Content starts

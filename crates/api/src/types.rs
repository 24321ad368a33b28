use serde::{Deserialize, Deserializer, Serialize};

/// Envelope every catch API endpoint answers with. `payload` is null when
/// the server has nothing for the query.
#[derive(Debug, Clone, PartialEq, Serialize, Deserialize)]
pub struct ResultResponse<T> {
    pub payload: Option<T>,
    pub status: u16,
}

/// Predicted catch at one grid cell on one day.
#[derive(Debug, Clone, PartialEq, Serialize, Deserialize)]
#[serde(rename_all = "camelCase")]
pub struct FishInfo {
    pub analys_date: String,
    pub grid_id: String,
    pub species: String,
    pub lat_dms: String,
    pub lon_dms: String,
    /// Decimal degrees of the grid cell centre, used by "go to point".
    #[serde(default)]
    pub lon: Option<f64>,
    #[serde(default)]
    pub lat: Option<f64>,
    pub predict_catch: f64,
    #[serde(default)]
    pub sst: Option<f64>,
    #[serde(default)]
    pub ssh: Option<f64>,
    #[serde(default)]
    pub wave: Option<f64>,
    #[serde(default)]
    pub chl: Option<f64>,
}

impl FishInfo {
    pub fn position(&self) -> Option<(f64, f64)> {
        Some((self.lon?, self.lat?))
    }
}

/// Values under a clicked point, shown in its popup.
#[derive(Debug, Clone, PartialEq, Serialize, Deserialize)]
#[serde(rename_all = "camelCase")]
pub struct PointInfo {
    pub grid_id: String,
    #[serde(default)]
    pub predict_catch: Option<f64>,
    #[serde(default)]
    pub ssh: Option<f64>,
    #[serde(default)]
    pub sst: Option<f64>,
    #[serde(default)]
    pub wave: Option<f64>,
    #[serde(default)]
    pub chl: Option<f64>,
}

#[derive(Debug, Clone, PartialEq, Serialize, Deserialize)]
#[serde(rename_all = "camelCase")]
pub struct RankedLocation {
    pub grid_id: String,
    pub total_catch: f64,
    pub lat_dms: String,
    pub lon_dms: String,
}

/// Monthly observed catch for the last few years.
///
/// `data_list[month][year]` lines up with `label_months` and `label_years`.
#[derive(Debug, Clone, PartialEq, Serialize, Deserialize)]
#[serde(rename_all = "camelCase")]
pub struct Reanalysis {
    pub label_months: Vec<String>,
    #[serde(deserialize_with = "labels_from_any")]
    pub label_years: Vec<String>,
    pub data_list: Vec<Vec<f64>>,
    #[serde(default)]
    pub location_list: Vec<RankedLocation>,
}

/// One line of the yearly comparison chart.
#[derive(Debug, Clone, PartialEq)]
pub struct YearSeries {
    pub year: String,
    /// Monthly totals in millions; `None` where the month has no value.
    pub values: Vec<Option<f64>>,
}

impl Reanalysis {
    /// Per-year series in millions, one value per month.
    pub fn year_series(&self) -> Vec<YearSeries> {
        self.label_years
            .iter()
            .enumerate()
            .map(|(i, year)| YearSeries {
                year: year.clone(),
                values: self
                    .data_list
                    .iter()
                    .map(|month| month.get(i).map(|v| v / 1_000_000.0))
                    .collect(),
            })
            .collect()
    }
}

/// Year labels arrive as numbers from some deployments and strings from others.
fn labels_from_any<'de, D>(deserializer: D) -> Result<Vec<String>, D::Error>
where
    D: Deserializer<'de>,
{
    let raw = Vec::<serde_json::Value>::deserialize(deserializer)?;
    Ok(raw
        .into_iter()
        .map(|v| match v {
            serde_json::Value::String(s) => s,
            other => other.to_string(),
        })
        .collect())
}

/// GetFeatureInfo answer in `application/json`.
#[derive(Debug, Clone, Default, PartialEq, Serialize, Deserialize)]
pub struct FeatureInfo {
    #[serde(default)]
    pub features: Vec<Feature>,
}

#[derive(Debug, Clone, PartialEq, Serialize, Deserialize)]
pub struct Feature {
    #[serde(default)]
    pub properties: FeatureProperties,
}

#[derive(Debug, Clone, Default, PartialEq, Serialize, Deserialize)]
pub struct FeatureProperties {
    #[serde(default)]
    pub predicted_catch: Option<f64>,
    #[serde(default)]
    pub grid_id: Option<String>,
}

impl FeatureInfo {
    /// Properties of the first feature, if the point hit any.
    pub fn first(&self) -> Option<&FeatureProperties> {
        self.features.first().map(|f| &f.properties)
    }
}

Content ends

▶ _Required action_
Would you filter the entries above and keep each line that has the word "millions"?

▶ _Problem solution_
    /// Monthly totals in millions; `None` where the month has no value.
    /// Per-year series in millions, one value per month.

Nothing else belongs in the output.